Multitarget 1,4-Dioxane Compounds Combining Favorable D₂-like and 5-HT_1A Receptor Interactions with Potential for the Treatment of Parkinson's Disease or Schizophrenia

The effect of methoxy and hydroxy substitutions in different positions of the phenoxy moiety of the N-((6,6-diphenyl-1,4-dioxan-2-yl)methyl)-2-phenoxyethan-1-amine scaffold on the affinity/activity for D₂-like, 5-HT_1A, and α₁-adrenoceptor subtypes was evaluated. Multitarget compounds with suitable combinations of dopaminergic and serotoninergic profiles were discovered. In particular, the 2-methoxy derivative 3 showed a multitarget combination of 5-HT_1A/D₄ agonism and D₂/D₃/5-HT_2A antagonism, which may be a favorable profile for the treatment of schizophrenia. Interestingly, the 3-hydroxy derivative 8 behaved as a partial agonist at D₂ and as a potent full agonist at D₃ and D₄ subtypes.

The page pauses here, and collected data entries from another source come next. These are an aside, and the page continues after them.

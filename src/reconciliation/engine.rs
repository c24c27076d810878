//! Reconciliation Engine
//!
//! Compares engine-reported and settled sequence numbers per symbol and
//! drives the sticky safety latch:
//!
//! ```text
//! NORMAL ──breach──► BREACHED ──recovered──► LATCHED ──release_latch──► NORMAL
//!                        ▲                       │
//!                        └────────breach─────────┘
//! ```
//!
//! The latch never clears on its own. Only [`ReconciliationEngine::release_latch`]
//! clears it, gated on the symbol being back within threshold and the
//! invariant check passing.

use std::sync::Arc;

use chrono::{DateTime, Utc};
use rustc_hash::FxHashMap;
use tracing::{error, info, warn};

use super::actuator::{ModeChangeOutcome, SafetyModeActuator};
use super::types::{
    BreachReason, LatchClear, LatchReleaseRequest, LatchReleaseResult, ReconciliationDashboard,
    ReconciliationEvaluation, ReconciliationRunSummary, ReconciliationState,
    ReconciliationStatusView, ReleaseDenial, SafetyMode, SafetyModeActivationSummary, SafetyState,
};
use crate::clock::Clock;
use crate::config::{LatchReleaseConfig, ReconciliationConfig};
use crate::error::LedgerError;
use crate::invariant::{InvariantCheckResult, InvariantChecker};
use crate::metrics::LedgerMetrics;
use crate::store::LedgerStore;

/// Sequence gap classification for one symbol at one instant
#[derive(Debug, Clone, Copy, PartialEq, Eq)]
struct Gap {
    lag: i64,
    mismatch: bool,
    threshold_breached: bool,
    stale: bool,
    age_ms: Option<i64>,
}

impl Gap {
    fn measure(
        state: &ReconciliationState,
        config: &ReconciliationConfig,
        now: DateTime<Utc>,
    ) -> Self {
        let lag = state.lag();
        let age_ms = state
            .updated_at
            .map(|at| (now - at).num_milliseconds().max(0));
        let stale = config.state_stale_ms > 0
            && age_ms.is_some_and(|age| age > config.state_stale_ms);
        Self {
            lag,
            mismatch: lag < 0,
            threshold_breached: lag > config.lag_threshold,
            stale,
            age_ms,
        }
    }

    #[inline]
    fn breached(&self) -> bool {
        self.mismatch || self.stale || self.threshold_breached
    }

    fn reason(&self) -> BreachReason {
        BreachReason::classify(self.mismatch, self.stale, self.threshold_breached)
    }
}

pub struct ReconciliationEngine {
    store: Arc<dyn LedgerStore>,
    actuator: Arc<dyn SafetyModeActuator>,
    checker: Arc<InvariantChecker>,
    clock: Arc<dyn Clock>,
    metrics: Arc<LedgerMetrics>,
    config: ReconciliationConfig,
    release_config: LatchReleaseConfig,
}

In addition to its potent 5-HT_1A receptor agonism, such a dopaminergic profile makes 8 a potential multitarget compound for the treatment of Parkinson's disease (PD). Indeed, the activation of 5-HT_1A receptors might be helpful in reducing dyskinetic side effects associated with dopaminergic stimulation.